Прошло не менее получаса, когда заговорил Соколов.
-- А представь, что она подстава.
-- Кто? Моника?
-- Ну, допусти это на минутку.
-- Чушь!
-- В нашем деле всякое случается. -- Голос Михаила звучал едва слышно. Полётов нервно прикусил губу. Соколов бросил на него быстрый взгляд. -- Нет, не подумай, что у меня есть основания для подозрений, это я просто для разговора, чтобы было о чём посудачить. Ты не подумай, что я подозреваю её...
-- Я и не думаю.
-- А у меня всегда одни и те же мысли, когда на встречу иду или вот вроде сегодняшнего дела, -- признался Миша. -- Всех подозреваю. Ни в чём никогда не уверен.
-- Знакомое состояние.
-- Нас ведь так учили. Все мозги проедены подозрениями. Не мозги уже, а губка в мелкую дырочку...

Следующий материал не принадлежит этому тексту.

#[cfg(test)]
mod tests {
    use super::*;
    use serde_json::json;

    fn today() -> NaiveDate {
        NaiveDate::from_ymd_opt(2024, 6, 15).unwrap()
    }

    fn jane() -> EmployeeInput {
        serde_json::from_value(json!({
            "name": "Jane Doe",
            "email": "jane@x.com",
            "phone": "9876543210",
            "position": "Engineer",
            "department": "Engineering",
            "salary": 50000
        }))
        .unwrap()
    }

    fn fields(err: ApiError) -> Vec<String> {
        match err {
            ApiError::ValidationFailed(errors) => errors.into_iter().map(|e| e.field).collect(),
            other => panic!("expected validation failure, got {other:?}"),
        }
    }

    #[test]
    fn accepts_minimal_valid_employee_with_defaults() {
        let new = validate_new_employee(&jane(), today()).unwrap();
        assert_eq!(new.name, "Jane Doe");
        assert_eq!(new.department, Department::Engineering);
        assert_eq!(new.salary, 50000.0);
        assert_eq!(new.join_date, today());
        assert_eq!(new.status, EmployeeStatus::Active);
        assert!(new.address.is_none());
    }

    #[test]
    fn collects_every_missing_required_field() {
        let err = validate_new_employee(&EmployeeInput::default(), today()).unwrap_err();
        assert_eq!(
            fields(err),
            vec!["name", "email", "phone", "position", "department", "salary"]
        );
    }

    #[test]
    fn reports_all_bad_fields_in_one_pass() {
        let mut input = jane();
        input.name = Some("J4ne".into());
        input.email = Some("not-an-email".into());
        input.phone = Some("12345".into());
        input.salary = Some(json!(-1));
        input.join_date = Some("2030-01-01".into());
        input.status = Some("Retired".into());

        let err = validate_new_employee(&input, today()).unwrap_err();
        assert_eq!(
            fields(err),
            vec!["name", "email", "phone", "salary", "joinDate", "status"]
        );
    }

    #[test]
    fn email_is_trimmed_and_lowercased() {
        let mut input = jane();
        input.email = Some("  Jane.Doe@Example.COM ".into());
        let new = validate_new_employee(&input, today()).unwrap();
        assert_eq!(new.email, "jane.doe@example.com");
    }

    #[test]
    fn salary_bounds_are_inclusive() {
        let mut input = jane();
        input.salary = Some(json!(0));
        assert!(validate_new_employee(&input, today()).is_ok());

        input.salary = Some(json!(10_000_000));
        assert!(validate_new_employee(&input, today()).is_ok());

        input.salary = Some(json!(10_000_000.01));
        assert_eq!(fields(validate_new_employee(&input, today()).unwrap_err()), vec!["salary"]);

        input.salary = Some(json!("75000"));
        assert_eq!(validate_new_employee(&input, today()).unwrap().salary, 75000.0);

        input.salary = Some(json!("lots"));
        assert_eq!(fields(validate_new_employee(&input, today()).unwrap_err()), vec!["salary"]);
    }

    #[test]
    fn phone_accepts_leading_plus() {
        assert!(is_valid_phone("+8801712345678"));
        assert!(is_valid_phone("987654321"));
        assert!(!is_valid_phone("98765432"));
        assert!(!is_valid_phone("+1234567890123456"));
        assert!(!is_valid_phone("98765-43210"));
    }

    #[test]
    fn join_date_today_is_allowed() {
        let mut input = jane();
        input.join_date = Some("2024-06-15".into());
        assert_eq!(validate_new_employee(&input, today()).unwrap().join_date, today());

        input.join_date = Some("2024-06-16".into());
        assert_eq!(fields(validate_new_employee(&input, today()).unwrap_err()), vec!["joinDate"]);
    }

    #[test]
    fn address_without_country_gets_default() {
        let mut input = jane();
        input.address = Some(json!({"street": " 1 Main St ", "city": "Pune"}));
        let new = validate_new_employee(&input, today()).unwrap();
        let address = new.address.unwrap();
        assert_eq!(address.street.as_deref(), Some("1 Main St"));
        assert_eq!(address.country.as_deref(), Some(DEFAULT_COUNTRY));
    }

    #[test]
    fn emergency_contact_phone_is_checked() {
        let mut input = jane();
        input.emergency_contact = Some(json!({
            "name": "John",
            "relationship": "Spouse",
            "phone": "abc"
        }));
        assert_eq!(
            fields(validate_new_employee(&input, today()).unwrap_err()),
            vec!["emergencyContact.phone"]
        );
    }

    #[test]
    fn patch_only_carries_supplied_fields() {
        let input = EmployeeInput {
            status: Some("Terminated".into()),
            ..Default::default()
        };
        let patch = validate_employee_patch(&input, today()).unwrap();
        assert_eq!(patch.status, Some(EmployeeStatus::Terminated));
        assert!(patch.name.is_none());
        assert!(patch.email.is_none());
        assert!(patch.salary.is_none());
    }

    #[test]
    fn patch_applies_the_same_rules() {
        let input = EmployeeInput {
            name: Some("X".into()),
            department: Some("Legal".into()),
            ..Default::default()
        };
        let err = validate_employee_patch(&input, today()).unwrap_err();
        assert_eq!(fields(err), vec!["name", "department"]);
    }

    #[test]
    fn blank_value_in_patch_is_rejected() {
        let input = EmployeeInput {
            name: Some("   ".into()),
            ..Default::default()
        };
        let err = validate_employee_patch(&input, today()).unwrap_err();
        assert_eq!(fields(err), vec!["name"]);
    }

    #[test]
    fn empty_patch_is_a_bad_request() {
        let err = validate_employee_patch(&EmployeeInput::default(), today()).unwrap_err();
        assert!(matches!(err, ApiError::BadRequest(_)));
    }

    #[test]
    fn wrongly_typed_values_join_the_error_list() {
        let mut input = jane();
        input.name = Some("J4ne".into());
        input.phone = Some(json!(9876543210u64));
        input.status = Some(json!(true));
        input.address = Some(json!({"zipCode": 411001}));

        let err = validate_new_employee(&input, today()).unwrap_err();
        let ApiError::ValidationFailed(errors) = err else {
            panic!("expected validation failure");
        };
        let fields: Vec<&str> = errors.iter().map(|e| e.field.as_str()).collect();
        assert_eq!(fields, vec!["name", "phone", "status", "address"]);
        assert_eq!(errors[1].message, "phone must be a string");
    }

    #[test]
    fn null_is_treated_as_absent() {
        let mut input = jane();
        input.join_date = Some(Value::Null);
        input.address = Some(Value::Null);
        let new = validate_new_employee(&input, today()).unwrap();
        assert_eq!(new.join_date, today());
        assert!(new.address.is_none());

        input.phone = Some(Value::Null);
        assert_eq!(fields(validate_new_employee(&input, today()).unwrap_err()), vec!["phone"]);
    }

    #[test]
    fn join_date_accepts_iso_date_times() {
        let mut input = jane();
        input.join_date = Some("2024-01-01T00:00:00".into());
        let expected = NaiveDate::from_ymd_opt(2024, 1, 1).unwrap();
        assert_eq!(validate_new_employee(&input, today()).unwrap().join_date, expected);

        input.join_date = Some("2024-01-01T09:30:00.250".into());
        assert_eq!(validate_new_employee(&input, today()).unwrap().join_date, expected);

        input.join_date = Some("2024-01-01T10:00:00+05:30".into());
        assert_eq!(validate_new_employee(&input, today()).unwrap().join_date, expected);

        input.join_date = Some("01/01/2024".into());
        assert_eq!(fields(validate_new_employee(&input, today()).unwrap_err()), vec!["joinDate"]);
    }

    #[test]
    fn username_length_fits_the_column() {
        let mut v = Validator::new();
        check_username(&mut v, &"a".repeat(USERNAME_MAX_LEN));
        assert!(v.is_empty());

        let mut v = Validator::new();
        check_username(&mut v, &"a".repeat(USERNAME_MAX_LEN + 1));
        assert_eq!(v.into_errors(), vec![FieldError::new("username", "Username cannot exceed 64 characters")]);

        let mut v = Validator::new();
        check_username(&mut v, "ab");
        assert_eq!(v.into_errors().len(), 1);
    }

    #[test]
    fn password_policy() {
        let mut v = Validator::new();
        check_password_policy(&mut v, "newPassword", "Secret1");
        assert!(v.is_empty());

        let mut v = Validator::new();
        check_password_policy(&mut v, "newPassword", "secret");
        assert_eq!(v.into_errors().len(), 1);

        let mut v = Validator::new();
        check_password_policy(&mut v, "newPassword", "Ab1");
        assert_eq!(v.into_errors().len(), 1);
    }
}
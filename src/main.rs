use std::sync::Arc;

use actix_web::middleware::{Logger, NormalizePath};
use actix_web::{App, HttpServer};
use anyhow::Context;
use clap::{ArgAction, Parser, Subcommand};
use tracing::{info, warn};
use tracing_appender::rolling;
use tracing_subscriber::EnvFilter;
use utoipa::OpenApi; // needed for ApiDoc::openapi()
use utoipa_swagger_ui::SwaggerUi;

use employee_directory::config::{Config, StoreBackend};
use employee_directory::db::init_db;
use employee_directory::docs::ApiDoc;
use employee_directory::model::role::Role;
use employee_directory::provision;
use employee_directory::routes::{self, AppData};
use employee_directory::store::{AccountStore, EmployeeStore, MemoryStore, MySqlStore};

#[derive(Parser)]
#[command(name = "employee-directory", version, about = "Employee directory API server")]
struct Cli {
    #[command(subcommand)]
    command: Option<Command>,
}

#[derive(Subcommand)]
enum Command {
    /// Run the HTTP server (default)
    Serve,
    /// Create a staff account
    CreateUser {
        username: String,
        password: String,
        #[arg(long, default_value = "hr")]
        role: Role,
        #[arg(long)]
        email: Option<String>,
    },
    /// Create the default admin account if it does not exist
    SeedAdmin,
    /// Activate or deactivate an account
    SetActive {
        username: String,
        #[arg(action = ArgAction::Set)]
        active: bool,
    },
}

type Stores = (Arc<dyn AccountStore>, Arc<dyn EmployeeStore>);

async fn open_stores(config: &Config) -> anyhow::Result<Stores> {
    match config.store_backend {
        StoreBackend::MySql => {
            let url = config
                .database_url
                .as_deref()
                .context("DATABASE_URL must be set")?;
            let store = Arc::new(MySqlStore::new(init_db(url).await?));
            let accounts: Arc<dyn AccountStore> = store.clone();
            let employees: Arc<dyn EmployeeStore> = store;
            Ok((accounts, employees))
        }
        StoreBackend::Memory => {
            warn!("Using the in-memory store; data is lost on exit");
            let store = Arc::new(MemoryStore::new());
            provision::seed_admin(store.as_ref(), config.default_admin_password.as_deref())
                .await?;
            let accounts: Arc<dyn AccountStore> = store.clone();
            let employees: Arc<dyn EmployeeStore> = store;
            Ok((accounts, employees))
        }
    }
}

#[actix_web::main]
async fn main() -> anyhow::Result<()> {
    let cli = Cli::parse();
    let config = Config::from_env()?;

    // Rolling daily log
    let file_appender = rolling::daily("logs", "app.log");
    let (non_blocking, _guard) = tracing_appender::non_blocking(file_appender);

    tracing_subscriber::fmt()
        .with_writer(non_blocking)
        .with_env_filter(
            EnvFilter::try_from_default_env().unwrap_or_else(|_| EnvFilter::new("info")),
        )
        .with_ansi(false)
        .with_target(false) // removes module path
        .with_level(true)
        .with_thread_ids(false)
        .with_thread_names(false)
        .init();

    let (accounts, employees) = open_stores(&config).await?;

    match cli.command.unwrap_or(Command::Serve) {
        Command::Serve => serve(config, accounts, employees).await,
        Command::CreateUser {
            username,
            password,
            role,
            email,
        } => {
            let account =
                provision::create_user(accounts.as_ref(), &username, &password, role, email.as_deref())
                    .await?;
            println!("created {} ({}) with id {}", account.username, account.role, account.id);
            Ok(())
        }
        Command::SeedAdmin => {
            match provision::seed_admin(accounts.as_ref(), config.default_admin_password.as_deref())
                .await?
            {
                Some(account) => println!("seeded admin account {}", account.id),
                None => println!("admin account already exists"),
            }
            Ok(())
        }
        Command::SetActive { username, active } => {
            provision::set_active(accounts.as_ref(), &username, active).await?;
            println!("{username} is now {}", if active { "active" } else { "inactive" });
            Ok(())
        }
    }
}

async fn serve(
    config: Config,
    accounts: Arc<dyn AccountStore>,
    employees: Arc<dyn EmployeeStore>,
) -> anyhow::Result<()> {
    let server_addr = config.server_addr.clone();
    let data = AppData::new(config, accounts, employees)?;

    info!(addr = %server_addr, "Server starting...");

    HttpServer::new(move || {
        App::new()
            .wrap(Logger::default())
            .wrap(NormalizePath::trim())
            .service(
                // wildcard {_:.*} so the UI's JS/CSS assets match
                SwaggerUi::new("/swagger-ui/{_:.*}")
                    .url("/api-doc/openapi.json", ApiDoc::openapi()),
            )
            .configure(|cfg| routes::configure(cfg, &data))
    })
    .bind(&server_addr)
    .with_context(|| format!("Failed to bind {server_addr}"))?
    .run()
    .await?;

    Ok(())
}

Прошло ещё тридцать минут, и тут компьютер издал тонкое пиканье.
-- Вот оно! Пошло!
Они оба вперились в экран. Через секунду высветившаяся надпись сообщила, что перекачка файлов успешно завершена.
-- Вот и всё! -- Миша вздохнул. -- Молодец девчонка! При следующем включении компьютера наша программа самоуничтожится, и всё будет шито-крыто...
Полётов закрыл глаза, пытаясь представить Монику в ту минуту. Как она чувствовала себя? Каких душевных сил потребовалось этой неопытной девушке сделать то, о чём просил её Юрий! "Нет, больше ничего подобного не будет! -- решил он. -- Пусть, когда-нибудь позже, в доверительной беседе, чтобы ничто не напоминало шпионаж... Но никаких краж документов, никаких чужих компьютеров..."
-- Можем ехать, -- сказал Соколов.
-- Давай подождём? -- неуверенно предложил Юрий.
-- Чего? -- не понял Миша. -- Ты её хочешь дождаться?
-- Да.
-- Юра, ты спятил! Нам посчастливилось провернуть всё так быстро, а ты... Как мы будем ждать её? Зачем? Чтобы подвезти её домой? А если здесь наблюдение? На моей машине дипломатические номера! Мы не можем ждать Монику!